Over the past 15 to 20 years, most of the productive and
organisational innovations that have materialised in the world’s
varying automobile systems were justified if not motivated
by the need for a better and quicker adaption to increasingly
unwieldy market changes.
Having reached saturation in the developed countries, these
very same markets have been beset by exacerbated competition,
forcing manufacturers into a race towards innovation and differentiation.

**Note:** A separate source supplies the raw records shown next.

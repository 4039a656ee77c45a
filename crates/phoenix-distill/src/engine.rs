//! Knowledge distillation engine
//!
//! Runs every analyzer over one agent output and assembles the results into
//! [`AgentGeneticMaterial`]. A pool of materials can then be combined into a
//! single [`DistillationResult`].

use std::collections::{BTreeMap, BTreeSet, HashMap};

use chrono::{DateTime, Utc};
use phoenix_common::{
    AgentGeneticMaterial, AgentSnapshot, AgentState, AnalysisError, DomainKnowledge,
    EnvironmentSnapshot, GenerationContext, KnowledgeItem, PerformanceSnapshot, PhoenixConfig,
    PhoenixError, StructuredKnowledge, SubliminalTrait,
};
use serde::Serialize;
use tracing::{debug, info};

use crate::analyzer::run_analyzer;
use crate::domain::{DomainExpertise, DomainExpertiseAnalyzer};
use crate::knowledge::{complexity_score, output_quality, structure_text};
use crate::normalizer::TextLengthNormalizer;
use crate::specialization::SpecializationAnalyzer;
use crate::text::TextSample;
use crate::traits::{trait_quality_score, TraitExtractor};

/// Weight of the agent's fitness in the material fitness estimate
pub const AGENT_FITNESS_WEIGHT: f64 = 0.7;

/// Weight of the output quality in the material fitness estimate
pub const OUTPUT_QUALITY_WEIGHT: f64 = 0.3;

/// Number of manifestation excerpts kept when aggregating a trait
const AGGREGATED_MANIFESTATIONS: usize = 3;

/// Skill name under which domain expertise is written to a knowledge base
pub const EXPERTISE_SKILL: &str = "expertise";

/// Analyzer switches taken from the run configuration
#[derive(Debug, Clone, Copy, PartialEq, Eq)]
pub struct ExtractionOptions {
    pub subliminal_learning: bool,
}

impl Default for ExtractionOptions {
    fn default() -> Self {
        Self {
            subliminal_learning: true,
        }
    }
}

impl From<&PhoenixConfig> for ExtractionOptions {
    fn from(config: &PhoenixConfig) -> Self {
        Self {
            subliminal_learning: config.enable_subliminal_learning,
        }
    }
}

/// The task an output was produced for
#[derive(Debug, Clone, Copy)]
pub struct TaskInput<'a> {
    pub task: &'a str,
    pub input: &'a str,
}
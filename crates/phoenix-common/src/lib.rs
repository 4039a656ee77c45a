//! # Phoenix Common
//!
//! Shared data model, run configuration and errors for the PHOENIX
//! evolutionary knowledge-distillation engine.
//!
//! ## Core Types
//!
//! - [`AgentState`]: an agent with personality, physical and ability traits in [0, 1]
//! - [`PerformanceMetrics`]: one evaluation of an agent's output
//! - [`AgentGeneticMaterial`]: knowledge distilled from one output
//! - [`EvolutionStatistics`]: per-generation population snapshot
//! - [`PhoenixEvolutionState`]: the value threaded through a run
//! - [`PhoenixConfig`]: validated run parameters
//!
//! ```text
//! ┌────────────┐   evaluate    ┌──────────────────┐
//! │ population │ ────────────► │ PerformanceMetrics│
//! └─────┬──────┘               └──────────────────┘
//!       │ distill top agents
//!       ▼
//! ┌──────────────────────┐   select/breed/mutate   ┌────────────────┐
//! │ AgentGeneticMaterial │                         │ next population│
//! └──────────────────────┘                         └────────────────┘
//! ```

pub mod config;
pub mod error;
pub mod types;

// Re-export commonly used types at crate root
pub use config::{FitnessSource, PhoenixConfig, SelectionMethod};
pub use error::{
    AgentError, AnalysisError, ConfigError, HookError, PersistenceError, PhoenixError, Result,
    StatisticsError,
};
pub use types::{
    agent::{AgentRecord, AgentState, AgentStateBuilder, KnowledgeBase, TraitMap},
    evolution::{
        ConvergenceKind, ConvergenceStatus, DiversityMetrics, EvolutionStatistics,
        PhoenixEvolutionState,
    },
    genetic::{
        AgentGeneticMaterial, AgentSnapshot, DomainKnowledge, EnvironmentSnapshot,
        ExpertiseLevel, GenerationContext, KnowledgeItem, PerformanceSnapshot,
        SpecializationSummary, StructuredKnowledge, SubliminalTrait,
    },
    metrics::{clamp_unit, MetricScores, PerformanceMetrics, StatisticalSignificance},
    spirit::{NamingStyle, SpiritType, TraitCategory, TraitGroup, UnknownVariant},
};

/// PHOENIX version
pub const VERSION: &str = env!("CARGO_PKG_VERSION");

/// Number of most recent generations inspected for convergence
pub const CONVERGENCE_WINDOW: usize = 5;

/// Value assumed for a trait one agent lacks when comparing two agents
pub const MISSING_TRAIT_VALUE: f64 = 0.5;

/// Target statistical power used by the validator
pub const TARGET_POWER: f64 = 0.8;

/// Minimum effect size considered meaningful
pub const MIN_EFFECT_SIZE: f64 = 0.2;

/// Maximum attempts to draw two distinct parents
pub const MAX_SELECTION_RETRIES: usize = 100;
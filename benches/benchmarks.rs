//! PHOENIX Performance Benchmarks
//!
//! Hot paths of a generation:
//! - Pattern scoring of agent outputs
//! - Genetic material extraction
//! - One evolution step (selection, breeding, mutation)
//! - Statistical report over a run history

use std::sync::Arc;
use std::time::Duration;

use criterion::{black_box, criterion_group, criterion_main, BenchmarkId, Criterion, Throughput};
use rand::rngs::StdRng;
use rand::SeedableRng;

use phoenix_common::{FitnessSource, PhoenixConfig, PhoenixEvolutionState};
use phoenix_darwinian::{evolve, synthesize_population, PhoenixEngine, SimulatedOutputGenerator};
use phoenix_distill::{ExtractionOptions, KnowledgeDistillationEngine, PerformanceAnalyzer, TaskInput};
use phoenix_stats::StatisticalValidator;

fn outputs(count: usize) -> Vec<String> {
    let generator = SimulatedOutputGenerator::new();
    synthesize_population(count)
        .unwrap()
        .iter()
        .map(|agent| generator.compose(agent, "Explain how the system adapts under load."))
        .collect()
}

// ============ DISTILLATION BENCHMARKS ============

fn bench_performance_analysis(c: &mut Criterion) {
    let mut group = c.benchmark_group("performance");
    let analyzer = PerformanceAnalyzer::new(0.05).unwrap();
    let agents = synthesize_population(8).unwrap();
    let texts = outputs(8);

    for repeat in [1usize, 4, 16] {
        let output = texts[0].repeat(repeat);
        group.throughput(Throughput::Bytes(output.len() as u64));
        group.bench_with_input(BenchmarkId::new("analyze", repeat), &output, |b, output| {
            b.iter(|| analyzer.analyze(black_box(&agents[0]), black_box(output), FitnessSource::TextAnalysis))
        });
    }
    group.finish();
}

fn bench_extraction(c: &mut Criterion) {
    let engine = KnowledgeDistillationEngine::new().unwrap();
    let agents = synthesize_population(4).unwrap();
    let texts = outputs(4);
    let task = TaskInput {
        task: "distill",
        input: "Explain how the system adapts under load.",
    };

    c.bench_function("distill/extract_genetic_material", |b| {
        b.iter(|| {
            for (agent, text) in agents.iter().zip(&texts) {
                let material = engine
                    .extract_genetic_material(agent, black_box(text), 1, task, ExtractionOptions::default())
                    .unwrap();
                black_box(material);
            }
        })
    });
}

// ============ EVOLUTION BENCHMARKS ============

fn bench_evolve(c: &mut Criterion) {
    let mut group = c.benchmark_group("evolve");
    group.measurement_time(Duration::from_secs(5));

    for size in [20usize, 50, 100] {
        let config = PhoenixConfig {
            population_size: size,
            ..PhoenixConfig::default()
        };
        let state = PhoenixEvolutionState::new(synthesize_population(size).unwrap());

        group.bench_with_input(BenchmarkId::new("population", size), &state, |b, state| {
            let mut rng = StdRng::seed_from_u64(42);
            b.iter(|| evolve(black_box(state.clone()), &config, &mut rng).unwrap())
        });
    }
    group.finish();
}

// ============ STATISTICS BENCHMARKS ============

fn bench_statistical_report(c: &mut Criterion) {
    let config = PhoenixConfig {
        population_size: 20,
        max_generations: 10,
        convergence_threshold: 0.0,
        ..PhoenixConfig::default()
    };
    let runtime = tokio::runtime::Runtime::new().unwrap();
    let state = runtime.block_on(async {
        let engine = PhoenixEngine::new(config.clone(), Arc::new(SimulatedOutputGenerator::new())).unwrap();
        let state = engine.initialize_population(None).await.unwrap();
        engine.run_evolution(state).await.unwrap()
    });
    let validator = StatisticalValidator::from_config(&config).unwrap();

    c.bench_function("stats/report", |b| {
        b.iter(|| validator.report(black_box(&state.history)).unwrap())
    });
}

criterion_group!(distill, bench_performance_analysis, bench_extraction);
criterion_group!(evolution, bench_evolve);
criterion_group!(statistics, bench_statistical_report);

criterion_main!(distill, evolution, statistics);
//! The pure generation step
//!
//! ```text
//! evaluated population ──► elite (top max(1, round(n·elite_rate)))
//!                     └──► select pairs ──► breed ──► mutate ──► offspring
//! next population = elite ∪ offspring, truncated/padded to n
//! ```
//!
//! A selected pair breeds with probability `crossover_rate`; otherwise
//! parent1 is cloned into the offspring slot.
//!
//! Statistics describe the evaluated population the step started from; the
//! returned state carries the next population.

use phoenix_common::{
    AgentState, PhoenixConfig, PhoenixError, PhoenixEvolutionState, StatisticsError,
};
use rand::Rng;
use tracing::{debug, warn};

use crate::breeding::{breed, clone_parent, BreedingParams, OffspringSlot};
use crate::diversity::diversity_metrics;
use crate::mutation::mutate_all;
use crate::population::fit_to_size;
use crate::selection::{ranked_by_fitness, ParentSelector};
use crate::statistics::{check_convergence, generation_statistics};

/// Seed of the generator used for `generation`
pub fn generation_seed(seed: u64, generation: u32) -> u64 {
    seed ^ (generation as u64).wrapping_mul(0x9E37_79B9_7F4A_7C15)
}

/// Build the next generation from an evaluated population
pub fn evolve<R: Rng + ?Sized>(
    mut state: PhoenixEvolutionState,
    config: &PhoenixConfig,
    rng: &mut R,
) -> Result<PhoenixEvolutionState, PhoenixError> {
    if state.population.is_empty() {
        return Err(StatisticsError::EmptyPopulation.into());
    }
    let generation = state.current_generation + 1;
    let size = config.population_size;

    let elite_count = config.elite_count().min(state.population.len());
    let elite: Vec<AgentState> = ranked_by_fitness(&state.population)
        .into_iter()
        .take(elite_count)
        .map(|i| state.population[i].clone())
        .collect();

    let selector = ParentSelector::from_config(config);
    let pairs = selector.select_pairs(&state.population, size.saturating_sub(elite_count), rng);
    let params = BreedingParams {
        mutation_rate: config.mutation_rate,
    };

    let mut offspring = Vec::with_capacity(pairs.len());
    for (index, (p1, p2)) in pairs.into_iter().enumerate() {
        let slot = OffspringSlot { generation, index };
        let (parent1, parent2) = (&state.population[p1], &state.population[p2]);
        if !rng.gen_bool(config.crossover_rate) {
            match clone_parent(parent1, slot) {
                Ok(child) => offspring.push(child),
                Err(e) => warn!(error = %e, "Cloning failed, skipping pair"),
            }
            continue;
        }
        match breed(parent1, parent2, slot, params, rng) {
            Ok(result) => {
                debug!(
                    offspring = %result.offspring.id,
                    compatibility = result.compatibility,
                    "Bred offspring"
                );
                offspring.push(result.offspring);
            }
            Err(e) => warn!(error = %e, "Breeding failed, skipping pair"),
        }
    }
    let mutated = mutate_all(&mut offspring, config.mutation_rate, rng);
    debug!(generation, offspring = offspring.len(), mutated, "Mutated offspring");

    let elite_ids: Vec<String> = elite.iter().map(|a| a.id.clone()).collect();
    let mut next = elite;
    next.extend(offspring);
    let next = fit_to_size(next, size, generation)?;

    let stats = generation_statistics(
        &state.population,
        generation,
        state.history.last(),
        config.significance_threshold,
    )?;
    state.history.push(stats.clone());
    state.statistics = Some(stats);
    state.convergence = check_convergence(&state.history, config.convergence_threshold, generation);

    state.diversity_metrics = diversity_metrics(&next);
    state.population = next;
    state.elite = elite_ids;
    state.current_generation = generation;

    Ok(state)
}

#[cfg(test)]
mod tests {
    use super::*;
    use crate::population::synthesize_population;
    use phoenix_common::{MetricScores, PerformanceMetrics, StatisticalSignificance};
    use rand::rngs::StdRng;
    use rand::SeedableRng;

    fn evaluated(size: usize) -> PhoenixEvolutionState {
        let mut population = synthesize_population(size).unwrap();
        for (i, agent) in population.iter_mut().enumerate() {
            agent.record_performance(PerformanceMetrics::new(
                MetricScores {
                    fitness: i as f64 / size as f64,
                    ..MetricScores::default()
                },
                StatisticalSignificance::default(),
            ));
        }
        PhoenixEvolutionState::new(population)
    }

    fn config(size: usize) -> PhoenixConfig {
        PhoenixConfig {
            population_size: size,
            elite_rate: 0.2,
            ..PhoenixConfig::default()
        }
    }

    #[test]
    fn test_population_size_and_elite_are_kept() {
        let state = evaluated(10);
        let before = state.population.clone();
        let mut rng = StdRng::seed_from_u64(1);
        let next = evolve(state, &config(10), &mut rng).unwrap();

        assert_eq!(next.population.len(), 10);
        assert_eq!(next.elite, vec!["agent_009".to_string(), "agent_008".to_string()]);
        for id in &next.elite {
            let old = before.iter().find(|a| &a.id == id).unwrap();
            let new = next.agent(id).unwrap();
            assert_eq!(old.all_traits(), new.all_traits());
        }
        assert_eq!(next.current_generation, 1);
        assert_eq!(next.history.len(), 1);
        assert_eq!(next.history[0].population_size, 10);
    }

    #[test]
    fn test_offspring_lineage() {
        let mut rng = StdRng::seed_from_u64(2);
        let next = evolve(evaluated(6), &config(6), &mut rng).unwrap();
        let offspring: Vec<_> = next.population.iter().filter(|a| !a.is_founder()).collect();
        assert!(!offspring.is_empty());
        for child in offspring {
            assert_eq!(child.generation, 1);
            assert!((1..=2).contains(&child.parents().len()));
            assert!(child.id.starts_with("agent_g001_"));
        }
    }

    #[test]
    fn test_crossover_rate_decides_per_pair() {
        let bred = PhoenixConfig {
            crossover_rate: 1.0,
            ..config(6)
        };
        let next = evolve(evaluated(6), &bred, &mut StdRng::seed_from_u64(3)).unwrap();
        let offspring: Vec<_> = next.population.iter().filter(|a| !a.is_founder()).collect();
        assert_eq!(offspring.len(), 5);
        assert!(offspring.iter().all(|a| a.parents().len() == 2));

        let cloned = PhoenixConfig {
            crossover_rate: 0.0,
            mutation_rate: 0.0,
            ..config(6)
        };
        let state = evaluated(6);
        let before = state.population.clone();
        let next = evolve(state, &cloned, &mut StdRng::seed_from_u64(3)).unwrap();
        for child in next.population.iter().filter(|a| !a.is_founder()) {
            assert_eq!(child.parents().len(), 1);
            let parent = before.iter().find(|a| a.id == child.parents()[0]).unwrap();
            assert_eq!(child.all_traits(), parent.all_traits());
        }
    }

    #[test]
    fn test_evolve_is_reproducible() {
        let state = evaluated(8);
        let a = evolve(state.clone(), &config(8), &mut StdRng::seed_from_u64(5)).unwrap();
        let b = evolve(state, &config(8), &mut StdRng::seed_from_u64(5)).unwrap();
        let traits = |s: &PhoenixEvolutionState| s.population.iter().map(|a| a.all_traits()).collect::<Vec<_>>();
        assert_eq!(traits(&a), traits(&b));
    }

    #[test]
    fn test_empty_population_aborts() {
        let mut rng = StdRng::seed_from_u64(0);
        let err = evolve(PhoenixEvolutionState::new(Vec::new()), &config(4), &mut rng).unwrap_err();
        assert!(matches!(err, PhoenixError::Statistics(StatisticsError::EmptyPopulation)));
    }

    #[test]
    fn test_generation_seed_varies() {
        assert_ne!(generation_seed(42, 1), generation_seed(42, 2));
        assert_eq!(generation_seed(42, 0), 42);
    }
}
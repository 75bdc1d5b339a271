// ABOUTME: Intent classification for the Promptsmith engine
// ABOUTME: Scores chat messages against knowledge-base intent profiles

pub mod classifier;
pub mod types;

pub use classifier::IntentClassifier;
pub use types::{ClassifyOptions, DetectedIntent, IntentContext};
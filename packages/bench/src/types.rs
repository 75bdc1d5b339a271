// ABOUTME: Measurement records for benchmark runs and trend analysis
// ABOUTME: Scenarios, per-algorithm results, comparisons, and rolling-trend reports

use chrono::{DateTime, Utc};
use serde::{Deserialize, Serialize};

use promptsmith_core::{ChatMessage, ChatMode, IntentCategory, ProviderCategory, VerbosityLevel};
use promptsmith_engine::{AssembleRequest, ConnectionState, PlaceholderValues, SessionContext};

/// The three assembly strategies the harness measures against each other.
#[derive(Debug, Clone, Copy, PartialEq, Eq, Serialize, Deserialize)]
#[serde(rename_all = "kebab-case")]
pub enum Algorithm {
    /// Every rule category rendered at detailed verbosity, ignoring
    /// intent and provider profile. The unoptimized reference point.
    StaticBaseline,
    /// Every rule category rendered at the provider's base verbosity.
    ProviderTuned,
    /// The full pipeline: intent selection, verbosity resolution, and
    /// budget-driven degradation.
    IntentOptimized,
}

impl Algorithm {
    pub fn as_str(&self) -> &'static str {
        match self {
            Algorithm::StaticBaseline => "static-baseline",
            Algorithm::ProviderTuned => "provider-tuned",
            Algorithm::IntentOptimized => "intent-optimized",
        }
    }
}

/// One conversation plus session facts to benchmark across providers.
#[derive(Debug, Clone, Serialize, Deserialize)]
pub struct BenchmarkScenario {
    pub name: String,
    pub messages: Vec<ChatMessage>,
    #[serde(default)]
    pub chat_mode: ChatMode,
    #[serde(default)]
    pub session: SessionContext,
    #[serde(default)]
    pub connection: ConnectionState,
    #[serde(default)]
    pub placeholders: PlaceholderValues,
}

impl BenchmarkScenario {
    /// Single-user-turn scenario with default session facts.
    pub fn new(name: impl Into<String>, message: impl Into<String>) -> Self {
        Self {
            name: name.into(),
            messages: vec![ChatMessage::user(message)],
            chat_mode: ChatMode::default(),
            session: SessionContext::default(),
            connection: ConnectionState::default(),
            placeholders: PlaceholderValues::default(),
        }
    }

    pub fn to_request(&self, model: &str) -> AssembleRequest {
        AssembleRequest {
            messages: self.messages.clone(),
            model: model.to_string(),
            chat_mode: self.chat_mode,
            intent: None,
            session: self.session,
            connection: self.connection,
            placeholders: self.placeholders.clone(),
            verbosity_override: None,
        }
    }
}

/// One timed rendering of a scenario under one algorithm.
#[derive(Debug, Clone, PartialEq, Serialize, Deserialize)]
pub struct BenchmarkResult {
    pub algorithm: Algorithm,
    /// Provider or model name as supplied by the caller.
    pub provider: String,
    pub provider_category: ProviderCategory,
    pub intent: IntentCategory,
    pub verbosity: VerbosityLevel,
    pub estimated_tokens: u32,
    pub rule_count: usize,
    pub duration_ms: f64,
    /// Whether the run completed and produced a rendering.
    pub success: bool,
    /// Whether safety validation passed on the rendered text.
    pub valid: bool,
}

/// Scores for an optimized run measured against its baseline.
#[derive(Debug, Clone, PartialEq, Serialize, Deserialize)]
pub struct ComparisonMetrics {
    pub size_reduction_pct: f64,
    pub speed_improvement_pct: f64,
    /// 0.5 base, plus 0.3 when validation passed, plus 0.2 when the
    /// optimized run agrees with the baseline on intent.
    pub quality_score: f64,
    pub recommendation: String,
}

/// Full record of one provider's benchmark: all three algorithm runs
/// plus the baseline-versus-optimized scoring.
#[derive(Debug, Clone, PartialEq, Serialize, Deserialize)]
pub struct BenchmarkComparison {
    pub scenario: String,
    pub provider: String,
    pub baseline: BenchmarkResult,
    pub provider_tuned: BenchmarkResult,
    pub optimized: BenchmarkResult,
    pub metrics: ComparisonMetrics,
    pub measured_at: DateTime<Utc>,
}

#[derive(Debug, Clone, Copy, PartialEq, Eq, Serialize, Deserialize)]
#[serde(rename_all = "kebab-case")]
pub enum TrendDirection {
    Improving,
    Stable,
    Worsening,
}

/// Recent-window versus earlier-window averages over the run history.
/// Lower is better for both tracked metrics.
#[derive(Debug, Clone, PartialEq, Serialize, Deserialize)]
pub struct TrendReport {
    pub samples: usize,
    pub recent_avg_tokens: f64,
    pub earlier_avg_tokens: f64,
    pub size_trend: TrendDirection,
    pub recent_avg_ms: f64,
    pub earlier_avg_ms: f64,
    pub latency_trend: TrendDirection,
    pub recommendations: Vec<String>,
}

One result is that demand has become increasingly uncertain
and demanding. Simultaneously, the search for new outlets
means that a great deal of emphasis is being placed on potentially
emerging markets, leading to deep-seated changes in the geography
of production.
At the productive and organisational levels, the focus on
greater flexibility, and more generally on a permanent adaptation
of supply to the different kinds of demand, is now the marching
order underlying most current restructurings. The net effect
has been a push towards ever-leaner flows and increased employee
responsiveness, elements that are in turn structuring today’s
work organisations. Furthermore, carmakers’ and automobile
systems’ relative performances are also being interpreted
in such terms, notably by financial analysts.
GERPISA’s next conference will focus on this issue,
one that has long been neglected or marginalised in our studies
yet which deserves to be revisited to help us apprehend the
transformations affecting the different automobile systems.
Sessions on more specific topics (like the employment relationship,
financialisation and the State) will discuss our work progress
in other areas. It would be useful, however, for researchers
to try to integrate market relationship issues into their
outlooks.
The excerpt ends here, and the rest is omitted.